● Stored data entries
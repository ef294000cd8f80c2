// Copyright (c) 2025-2026 Adrian Robinson. Licensed under the AGPL-3.0.
// See LICENSE file in the project root for full license text.

//! Replication status reader.
//!
//! Runs `SHOW SLAVE STATUS` and pulls out the four numbers the monitor acts
//! on. The result set has dozens of columns whose order and presence vary
//! between server versions, so columns are located by name and everything
//! else is left undecoded.
//!
//! | Column | Required | Field |
//! |--------|----------|-------|
//! | `Last_SQL_Errno` | yes | [`SlaveStatus::errno`] |
//! | `Read_Master_Log_Pos` | no | [`SlaveStatus::read_master_log_pos`] |
//! | `Exec_Master_Log_Pos` | no | [`SlaveStatus::exec_master_log_pos`] |
//! | `Seconds_Behind_Master` | no | [`SlaveStatus::seconds_behind_master`] |
//!
//! SQL NULL (e.g. `Seconds_Behind_Master` while the SQL thread is stopped)
//! reads as 0. An empty result set (replication not configured) reads as an
//! all-zero status, which is indistinguishable from a healthy replica that
//! is fully caught up.

use crate::error::{MonitorError, Result};
use sqlx::mysql::{MySqlPool, MySqlRow};
use sqlx::{Column, Executor, Row};

/// The replication status query.
pub const SLAVE_STATUS_QUERY: &str = "SHOW SLAVE STATUS";

pub const COL_LAST_SQL_ERRNO: &str = "Last_SQL_Errno";
pub const COL_READ_MASTER_LOG_POS: &str = "Read_Master_Log_Pos";
pub const COL_EXEC_MASTER_LOG_POS: &str = "Exec_Master_Log_Pos";
pub const COL_SECONDS_BEHIND_MASTER: &str = "Seconds_Behind_Master";

/// One replication status snapshot.
#[derive(Debug, Clone, Copy, Default, PartialEq, Eq)]
pub struct SlaveStatus {
    /// Last SQL thread error code (0 = none).
    pub errno: u32,
    /// Position in the master binlog the IO thread has read up to.
    pub read_master_log_pos: i64,
    /// Position in the master binlog the SQL thread has executed up to.
    pub exec_master_log_pos: i64,
    pub seconds_behind_master: i64,
}

impl SlaveStatus {
    /// Bytes read from the master but not yet executed.
    ///
    /// Negative when the executed position is ahead of the read position.
    pub fn lag_bytes(&self) -> i64 {
        self.read_master_log_pos.saturating_sub(self.exec_master_log_pos)
    }

    /// Executed position ahead of the read position: the relay log was
    /// interrupted and the coordinates no longer line up.
    pub fn has_position_mismatch(&self) -> bool {
        self.exec_master_log_pos > self.read_master_log_pos && self.exec_master_log_pos > 0
    }

    /// True for the status produced when no replication row exists.
    ///
    /// A caught-up replica with all positions at zero looks identical.
    pub fn is_all_zero(&self) -> bool {
        *self == Self::default()
    }
}

/// Ordinals of the columns we decode, located by name.
#[derive(Debug, Clone, Copy, PartialEq, Eq)]
pub struct StatusColumns {
    pub errno: usize,
    pub read_pos: Option<usize>,
    pub exec_pos: Option<usize>,
    pub seconds_behind: Option<usize>,
}

impl StatusColumns {
    /// Locate the status columns in a result set header.
    ///
    /// Fails only when `Last_SQL_Errno` is absent.
    pub fn locate<S: AsRef<str>>(names: &[S]) -> Result<Self> {
        let mut errno = None;
        let mut read_pos = None;
        let mut exec_pos = None;
        let mut seconds_behind = None;

        for (i, name) in names.iter().enumerate() {
            match name.as_ref() {
                COL_LAST_SQL_ERRNO => errno = Some(i),
                COL_READ_MASTER_LOG_POS => read_pos = Some(i),
                COL_EXEC_MASTER_LOG_POS => exec_pos = Some(i),
                COL_SECONDS_BEHIND_MASTER => seconds_behind = Some(i),
                _ => {}
            }
        }

        let errno = errno.ok_or_else(|| {
            MonitorError::Schema(format!("{} column not found", COL_LAST_SQL_ERRNO))
        })?;

        Ok(Self {
            errno,
            read_pos,
            exec_pos,
            seconds_behind,
        })
    }
}

/// Read the replication status over a pool.
pub async fn read_slave_status(pool: &MySqlPool) -> Result<SlaveStatus> {
    // raw_sql goes over the text protocol; SHOW statements are not reliably
    // preparable across server versions. `RawSql::fetch_optional` errors on an
    // empty result, so go through the executor for a real Option.
    let row = Executor::fetch_optional(pool, sqlx::raw_sql(SLAVE_STATUS_QUERY))
        .await
        .map_err(|e| MonitorError::database(SLAVE_STATUS_QUERY, e))?;

    match row {
        Some(row) => decode_status(&row),
        None => Ok(SlaveStatus::default()),
    }
}

/// Column access needed to decode one status row.
pub trait StatusRow {
    fn column_names(&self) -> Vec<&str>;

    /// Integer value at `index`, `None` for SQL NULL.
    fn int_at(&self, index: usize, name: &str) -> Result<Option<i64>>;
}

impl StatusRow for MySqlRow {
    fn column_names(&self) -> Vec<&str> {
        self.columns().iter().map(|c| c.name()).collect()
    }

    fn int_at(&self, index: usize, name: &str) -> Result<Option<i64>> {
        // Unchecked: these columns are UNSIGNED on some servers and
        // VARCHAR-typed text on others; both decode from their text form.
        self.try_get_unchecked(index)
            .map_err(|e| MonitorError::database(format!("decode {}", name), e))
    }
}

/// Decode a status row, touching only the located columns.
///
/// NULL and absent optional columns read as 0. An errno outside the `u32`
/// range reads as 0.
pub fn decode_status<R: StatusRow + ?Sized>(row: &R) -> Result<SlaveStatus> {
    let cols = StatusColumns::locate(&row.column_names())?;

    let errno = int_column(row, Some(cols.errno), COL_LAST_SQL_ERRNO)?;

    Ok(SlaveStatus {
        errno: u32::try_from(errno).unwrap_or(0),
        read_master_log_pos: int_column(row, cols.read_pos, COL_READ_MASTER_LOG_POS)?,
        exec_master_log_pos: int_column(row, cols.exec_pos, COL_EXEC_MASTER_LOG_POS)?,
        seconds_behind_master: int_column(row, cols.seconds_behind, COL_SECONDS_BEHIND_MASTER)?,
    })
}

fn int_column<R: StatusRow + ?Sized>(row: &R, index: Option<usize>, name: &str) -> Result<i64> {
    match index {
        Some(index) => Ok(row.int_at(index, name)?.unwrap_or(0)),
        None => Ok(0),
    }
}

#[cfg(test)]
mod tests {
    use super::*;

    /// In-memory row of `(column, value)` pairs.
    struct TextRow(Vec<(&'static str, Option<i64>)>);

    impl StatusRow for TextRow {
        fn column_names(&self) -> Vec<&str> {
            self.0.iter().map(|(name, _)| *name).collect()
        }

        fn int_at(&self, index: usize, _name: &str) -> Result<Option<i64>> {
            Ok(self.0[index].1)
        }
    }

    fn mariadb_columns() -> Vec<&'static str> {
        vec![
            "Slave_IO_State",
            "Master_Host",
            "Master_User",
            "Master_Port",
            "Connect_Retry",
            "Master_Log_File",
            "Read_Master_Log_Pos",
            "Relay_Log_File",
            "Relay_Log_Pos",
            "Relay_Master_Log_File",
            "Slave_IO_Running",
            "Slave_SQL_Running",
            "Last_Errno",
            "Last_Error",
            "Skip_Counter",
            "Exec_Master_Log_Pos",
            "Relay_Log_Space",
            "Seconds_Behind_Master",
            "Last_IO_Errno",
            "Last_IO_Error",
            "Last_SQL_Errno",
            "Last_SQL_Error",
            "Gtid_IO_Pos",
        ]
    }

    #[test]
    fn test_locate_finds_columns_by_name() {
        let cols = StatusColumns::locate(&mariadb_columns()).unwrap();
        assert_eq!(cols.errno, 20);
        assert_eq!(cols.read_pos, Some(6));
        assert_eq!(cols.exec_pos, Some(15));
        assert_eq!(cols.seconds_behind, Some(17));
    }

    #[test]
    fn test_locate_ignores_order() {
        let mut names = mariadb_columns();
        names.reverse();
        let cols = StatusColumns::locate(&names).unwrap();
        assert_eq!(names[cols.errno], COL_LAST_SQL_ERRNO);
        assert_eq!(names[cols.read_pos.unwrap()], COL_READ_MASTER_LOG_POS);
    }

    #[test]
    fn test_locate_missing_errno_is_schema_error() {
        let names = vec!["Read_Master_Log_Pos", "Exec_Master_Log_Pos", "Last_Errno"];
        let err = StatusColumns::locate(&names).unwrap_err();
        assert!(matches!(err, MonitorError::Schema(_)));
        assert!(err.to_string().contains("Last_SQL_Errno"));
    }

    #[test]
    fn test_locate_optional_columns_may_be_absent() {
        let cols = StatusColumns::locate(&["Last_SQL_Errno"]).unwrap();
        assert_eq!(cols.errno, 0);
        assert_eq!(cols.read_pos, None);
        assert_eq!(cols.exec_pos, None);
        assert_eq!(cols.seconds_behind, None);
    }

    #[test]
    fn test_locate_is_case_sensitive() {
        assert!(StatusColumns::locate(&["last_sql_errno"]).is_err());
    }

    #[test]
    fn test_lag_bytes() {
        let status = SlaveStatus {
            read_master_log_pos: 1_000,
            exec_master_log_pos: 400,
            ..Default::default()
        };
        assert_eq!(status.lag_bytes(), 600);
    }

    #[test]
    fn test_position_mismatch() {
        let mismatch = SlaveStatus {
            read_master_log_pos: 100,
            exec_master_log_pos: 500,
            ..Default::default()
        };
        assert!(mismatch.has_position_mismatch());
        assert_eq!(mismatch.lag_bytes(), -400);

        let aligned = SlaveStatus {
            read_master_log_pos: 500,
            exec_master_log_pos: 500,
            ..Default::default()
        };
        assert!(!aligned.has_position_mismatch());
        assert!(!SlaveStatus::default().has_position_mismatch());
    }

    #[test]
    fn test_all_zero_is_ambiguous() {
        // No replication row and a fully caught-up replica at position 0
        // produce the same snapshot.
        let no_row = SlaveStatus::default();
        let caught_up_at_zero = SlaveStatus {
            errno: 0,
            read_master_log_pos: 0,
            exec_master_log_pos: 0,
            seconds_behind_master: 0,
        };
        assert!(no_row.is_all_zero());
        assert_eq!(no_row, caught_up_at_zero);

        let healthy = SlaveStatus {
            read_master_log_pos: 4,
            exec_master_log_pos: 4,
            ..Default::default()
        };
        assert!(!healthy.is_all_zero());
    }

    #[test]
    fn test_decode_full_row() {
        let row = TextRow(vec![
            ("Slave_IO_State", None),
            ("Read_Master_Log_Pos", Some(9_000)),
            ("Exec_Master_Log_Pos", Some(8_500)),
            ("Seconds_Behind_Master", Some(3)),
            ("Last_SQL_Errno", Some(1062)),
        ]);
        let status = decode_status(&row).unwrap();
        assert_eq!(
            status,
            SlaveStatus {
                errno: 1062,
                read_master_log_pos: 9_000,
                exec_master_log_pos: 8_500,
                seconds_behind_master: 3,
            }
        );
    }

    #[test]
    fn test_decode_null_reads_as_zero() {
        // Seconds_Behind_Master is NULL while the SQL thread is stopped.
        let row = TextRow(vec![
            ("Read_Master_Log_Pos", Some(4_096)),
            ("Exec_Master_Log_Pos", None),
            ("Seconds_Behind_Master", None),
            ("Last_SQL_Errno", None),
        ]);
        let status = decode_status(&row).unwrap();
        assert_eq!(status.errno, 0);
        assert_eq!(status.read_master_log_pos, 4_096);
        assert_eq!(status.exec_master_log_pos, 0);
        assert_eq!(status.seconds_behind_master, 0);
    }

    #[test]
    fn test_decode_missing_optional_column_reads_as_zero() {
        let row = TextRow(vec![
            ("Last_SQL_Errno", Some(1942)),
            ("Exec_Master_Log_Pos", Some(77)),
        ]);
        let status = decode_status(&row).unwrap();
        assert_eq!(status.errno, 1942);
        assert_eq!(status.read_master_log_pos, 0);
        assert_eq!(status.exec_master_log_pos, 77);
        assert_eq!(status.seconds_behind_master, 0);
        assert!(status.has_position_mismatch());
    }

    #[test]
    fn test_decode_out_of_range_errno_reads_as_zero() {
        for bad in [-1, i64::from(u32::MAX) + 1] {
            let row = TextRow(vec![("Last_SQL_Errno", Some(bad))]);
            assert_eq!(decode_status(&row).unwrap().errno, 0, "errno {}", bad);
        }
        let row = TextRow(vec![("Last_SQL_Errno", Some(i64::from(u32::MAX)))]);
        assert_eq!(decode_status(&row).unwrap().errno, u32::MAX);
    }

    #[test]
    fn test_decode_without_errno_column_fails() {
        let row = TextRow(vec![("Read_Master_Log_Pos", Some(1))]);
        assert!(matches!(decode_status(&row), Err(MonitorError::Schema(_))));
    }
}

● Task description
Check every line above for the string "Debug", and copy the ones that have it.

● Output
#[derive(Debug, Clone, Copy, Default, PartialEq, Eq)]
#[derive(Debug, Clone, Copy, PartialEq, Eq)]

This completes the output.